Impact of abnormal electromagnetic propagation on UAS risk mitigation with radar

It is essential to determine the accurate ranges and ground locations of unmanned aircraft during operations, as well as any other airborne objects, in order to dispel the threat of possible collisions. The Ganged-Phased-Array-Radar Risk Mitigation System (GPAR-RMS) at the University of North Dakota has been designed to determine the location of airborne objects with a system of radars. The goal of the GPAR-RMS is to allow for the safe operation of unmanned aircraft in the National Airspace System (NAS).
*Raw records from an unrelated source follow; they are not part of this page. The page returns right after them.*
use rand::Rng;

use crate::surface::Size;

/// Colour as `hsla()`: hue in degrees, saturation and lightness in percent.
#[derive(Debug, Clone, Copy, PartialEq)]
pub struct Hsla {
    pub hue: u16,
    pub saturation: u8,
    pub lightness: u8,
    pub alpha: f32,
}

impl Hsla {
    pub fn to_rgba(self) -> [u8; 4] {
        let s = self.saturation as f32 / 100.0;
        let l = self.lightness as f32 / 100.0;
        let c = (1.0 - (2.0 * l - 1.0).abs()) * s;
        let h = (self.hue % 360) as f32 / 60.0;
        let x = c * (1.0 - (h % 2.0 - 1.0).abs());
        let (r, g, b) = match h as u32 {
            0 => (c, x, 0.0),
            1 => (x, c, 0.0),
            2 => (0.0, c, x),
            3 => (0.0, x, c),
            4 => (x, 0.0, c),
            _ => (c, 0.0, x),
        };
        let m = l - c / 2.0;
        let channel = |v: f32| ((v + m) * 255.0).round().clamp(0.0, 255.0) as u8;
        [channel(r), channel(g), channel(b), (self.alpha * 255.0).round().clamp(0.0, 255.0) as u8]
    }
}

/// A soft coloured disc that rises through the window and loops.
#[derive(Debug, Clone, PartialEq)]
pub struct Light {
    pub size: f32,     // Diameter in pixels
    pub left: f32,     // Horizontal position as a fraction of the width
    pub duration: f32, // Seconds for one rise
    pub delay: f32,    // Head start so lights don't move in lockstep
    pub color: Hsla,
}

impl Light {
    pub fn random(rng: &mut impl Rng) -> Self {
        Self {
            size: rng.random_range(20.0..120.0),
            left: rng.random_range(0.0..1.0),
            duration: rng.random_range(5.0..15.0),
            delay: rng.random_range(0.0..10.0),
            color: Hsla {
                hue: rng.random_range(0..360),
                saturation: rng.random_range(70..100),
                lightness: rng.random_range(50..70),
                alpha: 0.8,
            },
        }
    }
}

/// Where a light is right now.
#[derive(Debug, Clone, Copy, PartialEq)]
pub struct LightSpot {
    pub x: f32,
    pub y: f32,
    pub radius: f32,
    pub opacity: f32,
    pub color: Hsla,
}

#[derive(Debug, Clone, Default)]
pub struct Background {
    lights: Vec<Light>,
    elapsed: f32,
}

impl Background {
    pub fn new(count: usize) -> Self {
        Self::with_rng(count, &mut rand::rng())
    }

    pub fn with_rng(count: usize, rng: &mut impl Rng) -> Self {
        Self { lights: (0..count).map(|_| Light::random(rng)).collect(), elapsed: 0.0 }
    }

    pub fn lights(&self) -> &[Light] {
        &self.lights
    }

    pub fn update(&mut self, dt: f32) {
        self.elapsed += dt;
    }

    pub fn spots(&self, viewport: Size) -> impl Iterator<Item = LightSpot> + '_ {
        self.lights.iter().map(move |light| {
            let t = ((self.elapsed + light.delay) / light.duration).fract();
            // From just below the bottom edge to just above the top edge
            let travel = viewport.height + light.size * 2.0;
            let y = viewport.height + light.size - t * travel;
            let opacity = (t / 0.1).min(1.0).min((1.0 - t) / 0.1);
            LightSpot {
                x: light.left * viewport.width,
                y,
                radius: light.size * 0.5 * 0.7,
                opacity,
                color: light.color,
            }
        })
    }
}

#[cfg(test)]
mod tests {
    use super::*;
    use rand::SeedableRng;
    use rand::rngs::StdRng;

    fn hsla(hue: u16, saturation: u8, lightness: u8) -> [u8; 4] {
        Hsla { hue, saturation, lightness, alpha: 1.0 }.to_rgba()
    }

    #[test]
    fn hsl_primaries() {
        assert_eq!(hsla(0, 100, 50), [255, 0, 0, 255]);
        assert_eq!(hsla(120, 100, 50), [0, 255, 0, 255]);
        assert_eq!(hsla(240, 100, 25), [0, 0, 128, 255]);
        assert_eq!(hsla(60, 0, 100), [255, 255, 255, 255]);
    }

    #[test]
    fn random_lights_stay_in_range() {
        let bg = Background::with_rng(200, &mut StdRng::seed_from_u64(7));
        assert_eq!(bg.lights().len(), 200);
        for light in bg.lights() {
            assert!((20.0..120.0).contains(&light.size));
            assert!((0.0..1.0).contains(&light.left));
            assert!((5.0..15.0).contains(&light.duration));
            assert!((0.0..10.0).contains(&light.delay));
            assert!(light.color.hue < 360);
            assert!((70..100).contains(&light.color.saturation));
            assert!((50..70).contains(&light.color.lightness));
            assert_eq!(light.color.alpha, 0.8);
        }
    }

    #[test]
    fn lights_rise_and_loop() {
        let mut bg = Background::with_rng(1, &mut StdRng::seed_from_u64(1));
        let view = Size::new(800.0, 600.0);
        let light = bg.lights()[0].clone();
        // Quarter of the way up on the third loop
        bg.update(light.duration * 2.25 - light.delay);
        let start = bg.spots(view).next().unwrap();
        bg.update(light.duration * 0.5);
        let middle = bg.spots(view).next().unwrap();
        assert!(middle.y < start.y);
        assert!(middle.opacity > 0.99);
        bg.update(light.duration * 0.5);
        let again = bg.spots(view).next().unwrap();
        assert!((again.y - start.y).abs() < 1.0);
    }
}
Electromagnetic radiation emitted by a given radar bends as it propagates through the atmosphere because the index of refraction of the atmosphere is not constant. How radiation bends in various atmospheric environments is of particular interest to the developers of the GPAR-RMS since this system relies on knowledge of the path taken by electromagnetic energy. Since radar can be used to detect airborne objects by emitting radiation and detecting the reflected echoes, the ability to detect and accurately determine the location of these echoes is crucial. Thus, one must know the locations in space and time of the reflected radiation, and, therefore, must know how radiation bends through the atmosphere.

The foundations of an electromagnetic propagation climatology for eastern North Dakota are developed in order to determine the impact of abnormal propagation effects on systems used to operate unmanned aircraft in this region. This is accomplished by simulating atmospheric conditions in July 2009 and late September through October 2009 with the Weather Research and Forecasting (WRF) model. The data from these simulations are used to create index of refraction profiles of the atmosphere since the index of refraction governs the bending of electromagnetic waves. These profiles are incorporated into several ray tracing techniques that are designed to indicate the path of the center of an electromagnetic beam as it propagates through an atmosphere with the simulated conditions. These ray tracing techniques include a simple step-wise algorithm based on Snell's law of refraction in a Cartesian coordinate system, an integral ray tracing approach based on Snell's law in a radial coordinate system, and a step-wise constant beam curvature approach that is an adaptation of the classical 4/3 Earth Radius model. The ray tracing results are used to determine if any significant deviations from the standard electromagnetic wave trajectory are likely to occur.

The aim of this work is to utilize and perfect a ray tracing algorithm created from a synthesis of previous research in order to determine the impacts of abnormal electromagnetic propagation on systems used to operate unmanned aircraft in eastern North Dakota. An important component of this goal is to utilize the WRF model as a predictive tool of abnormal propagation conditions so that radar scanning strategies can be modified under such conditions to maximize safety during these operations.